Polemiche e integrazione
Non ho mai voluto fare un film che rappresentasse la scuola francese in senso lato e la classe che vedete nel film si è composta in maniera casuale e aleatoria. Certo ho scelto una scuola che si trova nel ventesimo arrondissement di Parigi e tutti gli adolescenti che compaiono nel film sono studenti del Dolto. L'idea di utilizzare una scuola già esistente nasce dall'esigenza di integrare tutti i protagonisti della vita accademica nel processo di realizzazione, è evidente che le ore di lezione a scuola non avvengono come nel mio film. Volevo girare soprattutto i momenti di dialogo che sono così frequenti nelle classi, quando il professore scende dalla cattedra e invita i ragazzi ad andare oltre, a spingersi al di là del loro tradizionale modo di ragionare finendo in una sorta di retorica senza uscita. Non si insegna certo così in tutte le scuole di Francia ma ugualmente mi piaceva sottolineare quelle situazioni in cui la scuola diventa uno spazio democratico di scambio. La polemica che ha accompagnato l'uscita della Classe sicuramente esiste ed è una cosa che pesa perché si corre il rischio di parlare poco del film. Credo che la responsabilità sia attribuibile alla stampa, il film ha avuto un successo unanime e adesso si vuole a tutti i costi far parlare solo le persone che hanno da dire qualcosa contro il film.
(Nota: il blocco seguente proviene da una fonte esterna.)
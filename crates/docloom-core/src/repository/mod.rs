//! Repository trait definitions (ports).
//!
//! These traits define the storage interface the engine is written against.
//! The `memory` module provides lock-protected in-process adapters; a durable
//! storage engine is plugged in by implementing the same traits elsewhere.

pub mod document;
pub mod execution;
pub mod memory;
pub mod thread;
//! Deterministic in-process provider.
//!
//! Replays a fixed queue of replies in order, then answers every further
//! call with a fallback body. Used for dry runs and for wiring tests that
//! must not touch the network.

use std::collections::VecDeque;
use std::sync::Mutex;
use std::sync::atomic::{AtomicUsize, Ordering};

use docloom_core::llm::provider::LlmProvider;
use docloom_observe::genai_attrs::PROVIDER_SCRIPTED;
use docloom_types::llm::{CompletionRequest, CompletionResponse, LlmError, StopReason};

/// Reply body used once the script is exhausted.
pub const DEFAULT_FALLBACK: &str = "{}";

pub struct ScriptedProvider {
    script: Mutex<VecDeque<Result<String, LlmError>>>,
    fallback: String,
    calls: AtomicUsize,
}

impl Default for ScriptedProvider {
    fn default() -> Self {
        Self::new(Vec::new())
    }
}

impl ScriptedProvider {
    pub fn new(script: Vec<Result<String, LlmError>>) -> Self {
        Self {
            script: Mutex::new(script.into()),
            fallback: DEFAULT_FALLBACK.to_string(),
            calls: AtomicUsize::new(0),
        }
    }

    pub fn with_fallback(mut self, fallback: impl Into<String>) -> Self {
        self.fallback = fallback.into();
        self
    }

    /// Number of `complete` calls so far.
    pub fn calls(&self) -> usize {
        self.calls.load(Ordering::SeqCst)
    }

    /// Replies still queued.
    pub fn remaining(&self) -> usize {
        self.script.lock().map(|q| q.len()).unwrap_or(0)
    }

    fn next_reply(&self) -> Result<String, LlmError> {
        let next = match self.script.lock() {
            Ok(mut queue) => queue.pop_front(),
            Err(poisoned) => poisoned.into_inner().pop_front(),
        };
        next.unwrap_or_else(|| Ok(self.fallback.clone()))
    }
}

impl LlmProvider for ScriptedProvider {
    fn name(&self) -> &str {
        PROVIDER_SCRIPTED
    }

    async fn complete(&self, request: &CompletionRequest) -> Result<CompletionResponse, LlmError> {
        self.calls.fetch_add(1, Ordering::SeqCst);
        let content = self.next_reply()?;
        let input_chars: usize = request.system.as_deref().map_or(0, str::len)
            + request.messages.iter().map(|m| m.content.len()).sum::<usize>();
        tracing::debug!(model = %request.model, input_chars, "scripted completion");

        Ok(CompletionResponse {
            // ~4 characters per token, matching rough English averages.
            input_tokens: (input_chars / 4) as u32,
            output_tokens: (content.len() / 4) as u32,
            content,
            latency_ms: 0,
            stop_reason: StopReason::EndTurn,
            cached: false,
            request_id: None,
        })
    }
}
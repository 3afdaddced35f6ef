//! Tracing subscriber initialization with structured logging and optional
//! OpenTelemetry trace export.
//!
//! # Usage
//!
//! ```no_run
//! use docloom_types::config::LoggingConfig;
//!
//! // Human-readable logs at `info` unless RUST_LOG says otherwise
//! docloom_observe::init_tracing(&LoggingConfig::default()).unwrap();
//! ```

use std::sync::OnceLock;

use docloom_types::config::LoggingConfig;
use opentelemetry::trace::TracerProvider as _;
use opentelemetry_sdk::trace::SdkTracerProvider;
use tracing_subscriber::EnvFilter;
use tracing_subscriber::fmt::format::FmtSpan;
use tracing_subscriber::layer::SubscriberExt;
use tracing_subscriber::util::SubscriberInitExt;

/// Stores the OTel tracer provider so it can be shut down cleanly on exit.
static TRACER_PROVIDER: OnceLock<SdkTracerProvider> = OnceLock::new();

/// Build the level filter: `RUST_LOG` when set, else `config.level`.
pub fn env_filter(config: &LoggingConfig) -> EnvFilter {
    EnvFilter::try_from_default_env().unwrap_or_else(|_| EnvFilter::new(&config.level))
}

/// Initialize the global tracing subscriber.
///
/// - Installs a `fmt` layer with target visibility and span close timing,
///   as JSON lines when `config.json` is set.
/// - When `config.otel` is set, additionally bridges spans to OpenTelemetry
///   using a stdout exporter.
///
/// # Errors
///
/// Returns an error if a global subscriber has already been set.
pub fn init_tracing(config: &LoggingConfig) -> Result<(), Box<dyn std::error::Error + Send + Sync>> {
    let text_layer = (!config.json).then(|| {
        tracing_subscriber::fmt::layer()
            .with_target(true)
            .with_span_events(FmtSpan::CLOSE)
    });
    let json_layer = config.json.then(|| {
        tracing_subscriber::fmt::layer()
            .json()
            .with_target(true)
            .with_span_events(FmtSpan::CLOSE)
    });

    let otel_layer = config.otel.then(|| {
        let provider = SdkTracerProvider::builder()
            .with_simple_exporter(opentelemetry_stdout::SpanExporter::default())
            .build();
        let tracer = provider.tracer("docloom");
        let _ = TRACER_PROVIDER.set(provider.clone());
        opentelemetry::global::set_tracer_provider(provider);
        tracing_opentelemetry::layer().with_tracer(tracer)
    });

    tracing_subscriber::registry()
        .with(env_filter(config))
        .with(text_layer)
        .with(json_layer)
        .with(otel_layer)
        .try_init()?;
    Ok(())
}

/// Flush pending traces and shut down the OpenTelemetry tracer provider.
///
/// No-op when OTel was not enabled.
pub fn shutdown_tracing() {
    if let Some(provider) = TRACER_PROVIDER.get()
        && let Err(e) = provider.shutdown()
    {
        eprintln!("Warning: OTel tracer provider shutdown error: {e}");
    }
}
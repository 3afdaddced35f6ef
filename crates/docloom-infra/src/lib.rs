//! Infrastructure layer for docloom.
//!
//! Implements the provider port defined in `docloom-core` (Anthropic Messages
//! API and a scripted double), loads `docloom.toml`, and wires every engine
//! service together in [`container::EngineContainer`].

pub mod config;
pub mod container;
pub mod llm;
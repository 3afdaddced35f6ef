//! Versioned output documents.
//!
//! The document store keeps exactly one `is_latest` version per
//! `(scope, doc_type)`; writing a new version clears the previous flag.

use chrono::{DateTime, Utc};
use serde::{Deserialize, Serialize};
use uuid::Uuid;

use crate::thread::SpaceRef;

#[derive(Debug, Clone, Copy, PartialEq, Eq, Serialize, Deserialize)]
#[serde(rename_all = "snake_case")]
pub enum DocumentStatus {
    Draft,
    Final,
}

/// A generated document version.
#[derive(Debug, Clone, Serialize, Deserialize)]
pub struct Document {
    pub id: Uuid,
    pub doc_type: String,
    pub scope: SpaceRef,
    /// Assigned by the repository on save; 1-based per `(scope, doc_type)`.
    pub version: u32,
    pub title: String,
    pub content: serde_json::Value,
    pub status: DocumentStatus,
    pub is_latest: bool,
    /// Step that produced this version, if any.
    #[serde(default, skip_serializing_if = "Option::is_none")]
    pub source_step_id: Option<String>,
    pub created_at: DateTime<Utc>,
}

impl Document {
    /// A draft ready to be saved; version and latest flag are set by the store.
    pub fn draft(
        scope: SpaceRef,
        doc_type: impl Into<String>,
        title: impl Into<String>,
        content: serde_json::Value,
    ) -> Self {
        Self {
            id: Uuid::now_v7(),
            doc_type: doc_type.into(),
            scope,
            version: 0,
            title: title.into(),
            content,
            status: DocumentStatus::Draft,
            is_latest: false,
            source_step_id: None,
            created_at: Utc::now(),
        }
    }

    pub fn with_source_step(mut self, step_id: impl Into<String>) -> Self {
        self.source_step_id = Some(step_id.into());
        self
    }

    /// Text form of the content used when feeding it back into prompts.
    pub fn content_text(&self) -> String {
        match &self.content {
            serde_json::Value::String(s) => s.clone(),
            other => serde_json::to_string_pretty(other).unwrap_or_default(),
        }
    }
}
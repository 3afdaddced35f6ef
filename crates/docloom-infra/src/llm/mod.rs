//! LLM provider implementations.
//!
//! Concrete implementations of the [`LlmProvider`](docloom_core::llm::provider::LlmProvider)
//! trait, plus [`create_provider`], which picks one from configuration.

pub mod anthropic;
pub mod scripted;

use std::time::Duration;

use docloom_core::llm::box_provider::BoxLlmProvider;
use docloom_types::config::ProviderConfig;
use docloom_types::llm::{LlmError, ProviderKind};
use secrecy::SecretString;

use self::anthropic::AnthropicProvider;
use self::scripted::ScriptedProvider;

/// Build the configured provider.
///
/// The Anthropic key is read from the environment variable named by
/// `config.api_key_env`; a missing or empty key is an authentication failure.
pub fn create_provider(config: &ProviderConfig) -> Result<BoxLlmProvider, LlmError> {
    create_provider_with(config, |name| std::env::var(name).ok())
}

/// [`create_provider`] with an explicit environment lookup.
pub fn create_provider_with(
    config: &ProviderConfig,
    lookup: impl Fn(&str) -> Option<String>,
) -> Result<BoxLlmProvider, LlmError> {
    match config.kind {
        ProviderKind::Anthropic => {
            let key = lookup(&config.api_key_env)
                .filter(|k| !k.trim().is_empty())
                .ok_or(LlmError::AuthenticationFailed)?;
            let mut provider =
                AnthropicProvider::new(SecretString::from(key), Duration::from_secs(config.timeout_secs))?;
            if let Some(base_url) = &config.base_url {
                provider = provider.with_base_url(base_url.as_str());
            }
            tracing::info!(provider = %config.kind, model = %config.model, "provider configured");
            Ok(BoxLlmProvider::new(provider))
        }
        ProviderKind::Scripted => {
            tracing::info!(provider = %config.kind, "scripted provider configured, no network calls will be made");
            Ok(BoxLlmProvider::new(ScriptedProvider::default()))
        }
    }
}

#[cfg(test)]
mod tests {
    use super::*;

    #[test]
    fn anthropic_without_key_fails_authentication() {
        let config = ProviderConfig::default();
        let result = create_provider_with(&config, |_| None);
        assert!(matches!(result, Err(LlmError::AuthenticationFailed)));

        let blank = create_provider_with(&config, |_| Some("  ".to_string()));
        assert!(matches!(blank, Err(LlmError::AuthenticationFailed)));
    }

    #[test]
    fn anthropic_reads_key_from_configured_variable() {
        let config = ProviderConfig {
            api_key_env: "MY_KEY".to_string(),
            ..ProviderConfig::default()
        };
        let provider = create_provider_with(&config, |name| (name == "MY_KEY").then(|| "sk-test".to_string()));
        assert_eq!(provider.unwrap().name(), "anthropic");
    }

    #[test]
    fn scripted_needs_no_key() {
        let config = ProviderConfig {
            kind: ProviderKind::Scripted,
            ..ProviderConfig::default()
        };
        assert_eq!(create_provider_with(&config, |_| None).unwrap().name(), "scripted");
    }
}
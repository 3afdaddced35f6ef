use thiserror::Error;

/// Errors from repository operations (used by trait definitions in docloom-core).
#[derive(Debug, Error)]
pub enum RepositoryError {
    #[error("storage connection error")]
    Connection,

    #[error("query error: {0}")]
    Query(String),

    #[error("entity not found")]
    NotFound,

    #[error("conflict: {0}")]
    Conflict(String),
}
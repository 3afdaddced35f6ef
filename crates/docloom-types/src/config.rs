//! Engine configuration types for docloom.
//!
//! `EngineConfig` represents the top-level `docloom.toml`. Every section and
//! field has a default, so an empty file (or no file) yields a working setup.

use serde::{Deserialize, Serialize};

use crate::llm::ProviderKind;

/// Top-level configuration for the execution engine.
#[derive(Debug, Clone, Default, Serialize, Deserialize)]
#[serde(default)]
pub struct EngineConfig {
    pub retry: RetryConfig,
    pub provider: ProviderConfig,
    pub fanout: FanOutConfig,
    pub events: EventsConfig,
    pub executor: ExecutorConfig,
    pub logging: LoggingConfig,
}

/// Bounded retry and backoff for provider calls.
#[derive(Debug, Clone, Serialize, Deserialize)]
#[serde(default)]
pub struct RetryConfig {
    /// Additional attempts after the first (total = 1 + max_retries).
    pub max_retries: u32,
    /// First backoff delay; doubles on each subsequent retry.
    pub base_delay_ms: u64,
    /// Ceiling for computed backoff. Provider retry-after is not capped.
    pub max_delay_ms: u64,
}

impl Default for RetryConfig {
    fn default() -> Self {
        Self {
            max_retries: 3,
            base_delay_ms: 1_000,
            max_delay_ms: 60_000,
        }
    }
}

/// Which LLM backend to use and how to call it.
#[derive(Debug, Clone, Serialize, Deserialize)]
#[serde(default)]
pub struct ProviderConfig {
    pub kind: ProviderKind,
    pub model: String,
    /// Environment variable holding the API key.
    pub api_key_env: String,
    #[serde(skip_serializing_if = "Option::is_none")]
    pub base_url: Option<String>,
    pub max_tokens: u32,
    pub temperature: f64,
    /// Per-call timeout.
    pub timeout_secs: u64,
}

impl Default for ProviderConfig {
    fn default() -> Self {
        Self {
            kind: ProviderKind::Anthropic,
            model: "claude-sonnet-4-20250514".to_string(),
            api_key_env: "ANTHROPIC_API_KEY".to_string(),
            base_url: None,
            max_tokens: 4_096,
            temperature: 0.2,
            timeout_secs: 120,
        }
    }
}

#[derive(Debug, Clone, Serialize, Deserialize)]
#[serde(default)]
pub struct FanOutConfig {
    /// Maximum number of units generating at once.
    pub max_concurrency: usize,
}

impl Default for FanOutConfig {
    fn default() -> Self {
        Self { max_concurrency: 8 }
    }
}

#[derive(Debug, Clone, Serialize, Deserialize)]
#[serde(default)]
pub struct EventsConfig {
    /// Idle window after which a progress stream emits a keep-alive.
    pub keepalive_secs: u64,
}

impl Default for EventsConfig {
    fn default() -> Self {
        Self { keepalive_secs: 15 }
    }
}

#[derive(Debug, Clone, Serialize, Deserialize)]
#[serde(default)]
pub struct ExecutorConfig {
    /// Each input document is truncated to this many characters in prompts.
    pub max_input_chars: usize,
}

impl Default for ExecutorConfig {
    fn default() -> Self {
        Self {
            max_input_chars: 12_000,
        }
    }
}

#[derive(Debug, Clone, Serialize, Deserialize)]
#[serde(default)]
pub struct LoggingConfig {
    /// Default filter directive when `RUST_LOG` is unset.
    pub level: String,
    /// Emit JSON lines instead of human-readable output.
    pub json: bool,
    /// Bridge spans to OpenTelemetry (stdout exporter).
    pub otel: bool,
}

impl Default for LoggingConfig {
    fn default() -> Self {
        Self {
            level: "info".to_string(),
            json: false,
            otel: false,
        }
    }
}

#[cfg(test)]
mod tests {
    use super::*;

    #[test]
    fn test_engine_config_default_values() {
        let config = EngineConfig::default();
        assert_eq!(config.retry.max_retries, 3);
        assert_eq!(config.retry.base_delay_ms, 1_000);
        assert_eq!(config.provider.kind, ProviderKind::Anthropic);
        assert_eq!(config.fanout.max_concurrency, 8);
        assert_eq!(config.events.keepalive_secs, 15);
        assert!(!config.logging.json);
    }

    #[test]
    fn test_engine_config_deserialize_empty() {
        let config: EngineConfig = toml::from_str("").unwrap();
        assert_eq!(config.retry.max_retries, 3);
        assert_eq!(config.executor.max_input_chars, 12_000);
    }

    #[test]
    fn test_engine_config_deserialize_partial_sections() {
        let toml_str = r#"
[retry]
max_retries = 5

[provider]
kind = "scripted"
model = "test-model"

[fanout]
max_concurrency = 2
"#;
        let config: EngineConfig = toml::from_str(toml_str).unwrap();
        assert_eq!(config.retry.max_retries, 5);
        assert_eq!(config.retry.base_delay_ms, 1_000);
        assert_eq!(config.provider.kind, ProviderKind::Scripted);
        assert_eq!(config.provider.model, "test-model");
        assert_eq!(config.provider.api_key_env, "ANTHROPIC_API_KEY");
        assert_eq!(config.fanout.max_concurrency, 2);
    }
}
Non era mia intenzione polemizzare con la scuola francese, quello che mi stava a cuore e che volevo trasmettere era l'idea che la scuola non possa più concepirsi come un qualcosa di totalmente separato dal resto della realtà, non si può pensare che gli allievi arrivino in classe con la mente sgombra dai loro problemi e dalla loro cultura e si limitino soltanto ad apprendere quello che viene insegnato. La scuola deve confrontarsi con la diversità culturale e imparare a integrarla nel sistema scolastico.

Auguri professore
Insegnare è una sorta di missione e fare il professore vuol dire impegnarsi in maniera totale e completa in questa missione. Parlando con gli insegnanti nel corso di colloqui e dibattiti ho compreso che essere professori è un modo di vita, uno stato mentale. Non credo esista un modello ideale di essere insegnante, per me deve godere di ottima salute e avere una grande capacità di resistere ai colpi inferti in classe. Bégaudeau nel suo libro scrive: "Stanotte ho dormito male e quasi certamente la giornata in classe non andrà bene". È vero, se sei stanco sarai meno preparato a resistere agli stimoli intellettuali e agli attacchi verbali che i ragazzi ti scaricheranno addosso. Poi naturalmente esiste la professionalità, esistono i metodi e gli strumenti pedagogici ma alla fine per esercitare al meglio devi soprattutto crederci e impegnarti. Per questo non ho voluto che fosse un attore a interpretare il mio insegnante, François era perfetto per quel ruolo: ha una vera esperienza di insegnamento, sa cogliere l'attimo perché sa stare in classe e sa essere attento a dieci voci insieme che gli fanno dieci domande e che meritano dieci risposte. Un attore, per quanto bravo, non avrebbe mai avuto quell'immediatezza e quella proprietà del ruolo che nasce dall'esperienza diretta.